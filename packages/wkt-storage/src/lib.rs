//! wkt-storage - Local persistence for map-editor geometries
//!
//! Geometries drawn or pasted in the editor are kept as WKT records (`{id, wkt}`) under one
//! fixed key of a key-value store, deduplicated by the SHA-256 of their text.
//!
//! ## Layers
//!
//! ```text
//! bin/wkt-store (command dispatch)
//!           ↓
//! application/ (GeometryStore)
//!           ↓
//! domain/ (GeometryRecord, KeyValueBackend port)     geometry/ (merge, extent, parse)
//!           ↓
//! infrastructure/ (memory, file, SQLite)
//! ```
//!
//! ## Usage
//!
//! ```rust
//! use wkt_storage::{GeometryStore, InMemoryBackend};
//!
//! let mut store = GeometryStore::open(InMemoryBackend::new(), "zecompadre-wkt");
//! store.add("POLYGON((0 0,0 1,1 1,1 0,0 0))")?;
//! store.add("POLYGON((0 0,0 1,1 1,1 0,0 0))")?; // deduplicated
//! assert_eq!(store.get().len(), 1);
//!
//! let id = store.get()[0].id.clone();
//! store.update(&id, "POLYGON((0 0,0 2,2 2,2 0,0 0))")?;
//! assert!(store.merged_wkt().unwrap().starts_with("POLYGON"));
//!
//! store.remove(&id)?;
//! assert!(store.get().is_empty());
//! # Ok::<(), wkt_storage::StorageError>(())
//! ```

pub mod application;
pub mod config;
pub mod domain;
pub mod error;
pub mod geometry;
pub mod infrastructure;

pub use error::{ErrorKind, Result, StorageError};

pub use application::GeometryStore;
pub use config::{BackendConfig, BackendKind, Overrides, StoreConfig};
pub use domain::{compute_checksum, GeometryRecord, KeyValueBackend};
pub use infrastructure::{FileBackend, InMemoryBackend};

#[cfg(feature = "sqlite")]
pub use infrastructure::SqliteBackend;
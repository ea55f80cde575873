//! SQLite Backend
//!
//! File-based persistent key-value storage using SQLite.
use chrono::Utc;
use rusqlite::{params, Connection, OptionalExtension};
use std::path::Path;
use std::sync::{Arc, Mutex, MutexGuard};
use tracing::debug;

use crate::domain::ports::KeyValueBackend;
use crate::{Result, StorageError};

/// SQLite-based KeyValueBackend implementation
#[derive(Clone)]
pub struct SqliteBackend {
    conn: Arc<Mutex<Connection>>,
}

impl SqliteBackend {
    /// Create a new SQLite store at the given path
    pub fn new(db_path: impl AsRef<Path>) -> Result<Self> {
        let conn = Connection::open(db_path)?;
        let store = Self {
            conn: Arc::new(Mutex::new(conn)),
        };
        store.init_schema()?;
        Ok(store)
    }

    /// Create an in-memory SQLite store (for testing)
    pub fn in_memory() -> Result<Self> {
        let conn = Connection::open_in_memory()?;
        let store = Self {
            conn: Arc::new(Mutex::new(conn)),
        };
        store.init_schema()?;
        Ok(store)
    }

    fn conn(&self) -> Result<MutexGuard<'_, Connection>> {
        self.conn
            .lock()
            .map_err(|_| StorageError::backend("SQLite connection lock poisoned"))
    }

    /// Initialize database schema
    fn init_schema(&self) -> Result<()> {
        let conn = self.conn()?;

        conn.execute(
            "CREATE TABLE IF NOT EXISTS kv_store (
                key TEXT PRIMARY KEY,
                value TEXT NOT NULL,
                updated_at INTEGER NOT NULL
            )",
            [],
        )?;

        Ok(())
    }

    /// Last write time (unix seconds) for `key`
    pub fn updated_at(&self, key: &str) -> Result<Option<i64>> {
        let conn = self.conn()?;
        let ts = conn
            .query_row(
                "SELECT updated_at FROM kv_store WHERE key = ?1",
                params![key],
                |row| row.get(0),
            )
            .optional()?;
        Ok(ts)
    }
}

impl KeyValueBackend for SqliteBackend {
    fn save(&self, key: &str, value: &str) -> Result<()> {
        let conn = self.conn()?;
        conn.execute(
            "INSERT INTO kv_store (key, value, updated_at) VALUES (?1, ?2, ?3)
             ON CONFLICT(key) DO UPDATE SET value = excluded.value, updated_at = excluded.updated_at",
            params![key, value, Utc::now().timestamp()],
        )?;
        debug!(key, bytes = value.len(), "sqlite backend saved");
        Ok(())
    }

    fn load(&self, key: &str) -> Result<Option<String>> {
        let conn = self.conn()?;
        let value = conn
            .query_row(
                "SELECT value FROM kv_store WHERE key = ?1",
                params![key],
                |row| row.get(0),
            )
            .optional()?;
        Ok(value)
    }

    fn delete(&self, key: &str) -> Result<()> {
        let conn = self.conn()?;
        conn.execute("DELETE FROM kv_store WHERE key = ?1", params![key])?;
        Ok(())
    }
}
//! In-process session endpoints.
//!
//! [`pair`] returns two connected endpoints: bytes written on one channel are
//! read on the other, and requests sent on one channel arrive on the other
//! endpoint's request stream. Closing a channel ends the peer's byte stream
//! and request stream, the same way a remote hangup would.

use std::io;
use std::sync::atomic::{AtomicUsize, Ordering};
use std::sync::Mutex as StdMutex;

use log::debug;
use tokio::io::{AsyncReadExt, AsyncWriteExt, DuplexStream, ReadHalf, WriteHalf};
use tokio::sync::{mpsc, watch, Mutex};

use super::channel::SessionChannel;
use super::types::{ControlRequest, Endpoint};
use crate::error_handling::types::ChannelError;

pub const DEFAULT_PIPE_CAPACITY: usize = 64 * 1024;
pub const DEFAULT_REQUEST_DEPTH: usize = 32;

pub struct MemoryChannel {
    label: String,
    reader: Mutex<Option<ReadHalf<DuplexStream>>>,
    writer: Mutex<Option<WriteHalf<DuplexStream>>>,
    /// Feeds the peer endpoint's request stream.
    peer_requests: StdMutex<Option<mpsc::Sender<ControlRequest>>>,
    closed: watch::Sender<bool>,
    close_calls: AtomicUsize,
}

/// Creates a connected pair of endpoints with default buffer sizes.
pub fn pair() -> (Endpoint<MemoryChannel>, Endpoint<MemoryChannel>) {
    pair_with_capacity(DEFAULT_PIPE_CAPACITY, DEFAULT_REQUEST_DEPTH)
}

pub fn pair_with_capacity(
    pipe_capacity: usize,
    request_depth: usize,
) -> (Endpoint<MemoryChannel>, Endpoint<MemoryChannel>) {
    let (near_io, far_io) = tokio::io::duplex(pipe_capacity);
    let (to_near, near_requests) = mpsc::channel(request_depth);
    let (to_far, far_requests) = mpsc::channel(request_depth);

    let near = MemoryChannel::new("near", near_io, to_far);
    let far = MemoryChannel::new("far", far_io, to_near);

    (
        Endpoint::new(near, near_requests),
        Endpoint::new(far, far_requests),
    )
}

impl MemoryChannel {
    fn new(label: &str, io: DuplexStream, peer_requests: mpsc::Sender<ControlRequest>) -> Self {
        let (reader, writer) = tokio::io::split(io);
        let (closed, _) = watch::channel(false);
        Self {
            label: label.to_string(),
            reader: Mutex::new(Some(reader)),
            writer: Mutex::new(Some(writer)),
            peer_requests: StdMutex::new(Some(peer_requests)),
            closed,
            close_calls: AtomicUsize::new(0),
        }
    }

    pub fn label(&self) -> &str {
        &self.label
    }

    pub fn is_closed(&self) -> bool {
        *self.closed.borrow()
    }

    /// Number of times `close` has been called on this handle.
    pub fn close_count(&self) -> usize {
        self.close_calls.load(Ordering::SeqCst)
    }

    fn request_sender(&self) -> Option<mpsc::Sender<ControlRequest>> {
        self.peer_requests.lock().ok().and_then(|guard| guard.clone())
    }

    fn drop_request_sender(&self) {
        if let Ok(mut guard) = self.peer_requests.lock() {
            guard.take();
        }
    }
}

async fn closed_signal(rx: &mut watch::Receiver<bool>) {
    loop {
        let closed = *rx.borrow_and_update();
        if closed || rx.changed().await.is_err() {
            return;
        }
    }
}

fn broken_pipe() -> io::Error {
    io::Error::new(io::ErrorKind::BrokenPipe, "channel closed")
}

impl SessionChannel for MemoryChannel {
    async fn read(&self, buf: &mut [u8]) -> io::Result<usize> {
        let mut closed = self.closed.subscribe();
        tokio::select! {
            _ = closed_signal(&mut closed) => Ok(0),
            res = async {
                let mut reader = self.reader.lock().await;
                match reader.as_mut() {
                    Some(r) => r.read(buf).await,
                    None => Ok(0),
                }
            } => res,
        }
    }

    async fn write(&self, buf: &[u8]) -> io::Result<usize> {
        let mut closed = self.closed.subscribe();
        tokio::select! {
            _ = closed_signal(&mut closed) => Err(broken_pipe()),
            res = async {
                let mut writer = self.writer.lock().await;
                match writer.as_mut() {
                    Some(w) => w.write(buf).await,
                    None => Err(broken_pipe()),
                }
            } => res,
        }
    }

    async fn close(&self) -> io::Result<()> {
        self.close_calls.fetch_add(1, Ordering::SeqCst);
        let already_closed = self.closed.send_replace(true);
        self.drop_request_sender();

        // Pending reads and writes observe `closed` and release their locks.
        let writer = self.writer.lock().await.take();
        let reader = self.reader.lock().await.take();
        if let Some(mut w) = writer {
            let _ = w.shutdown().await;
        }
        drop(reader);

        if already_closed {
            return Err(io::Error::new(
                io::ErrorKind::NotConnected,
                "channel already closed",
            ));
        }
        debug!("memory channel '{}' closed", self.label);
        Ok(())
    }

    async fn send_request(
        &self,
        req_type: &str,
        want_reply: bool,
        payload: &[u8],
    ) -> Result<bool, ChannelError> {
        let tx = self.request_sender().ok_or(ChannelError::Closed)?;
        let (request, reply_rx) = ControlRequest::new(req_type, want_reply, payload.to_vec());
        tx.send(request).await.map_err(|_| ChannelError::Closed)?;
        drop(tx);

        let Some(reply_rx) = reply_rx else {
            return Ok(false);
        };
        let mut closed = self.closed.subscribe();
        tokio::select! {
            _ = closed_signal(&mut closed) => Err(ChannelError::Closed),
            reply = reply_rx => reply.map_err(|_| ChannelError::NoReply),
        }
    }
}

- - - -

Would you print exactly, and only, the lines of the data above from the line with "use crate::domain::ports::KeyValueBackend;" through the line with "let conn = Connection::open(db_path)?;", inclusive?

use crate::domain::ports::KeyValueBackend;
use crate::{Result, StorageError};

/// SQLite-based KeyValueBackend implementation
#[derive(Clone)]
pub struct SqliteBackend {
    conn: Arc<Mutex<Connection>>,
}

impl SqliteBackend {
    /// Create a new SQLite store at the given path
    pub fn new(db_path: impl AsRef<Path>) -> Result<Self> {
        let conn = Connection::open(db_path)?;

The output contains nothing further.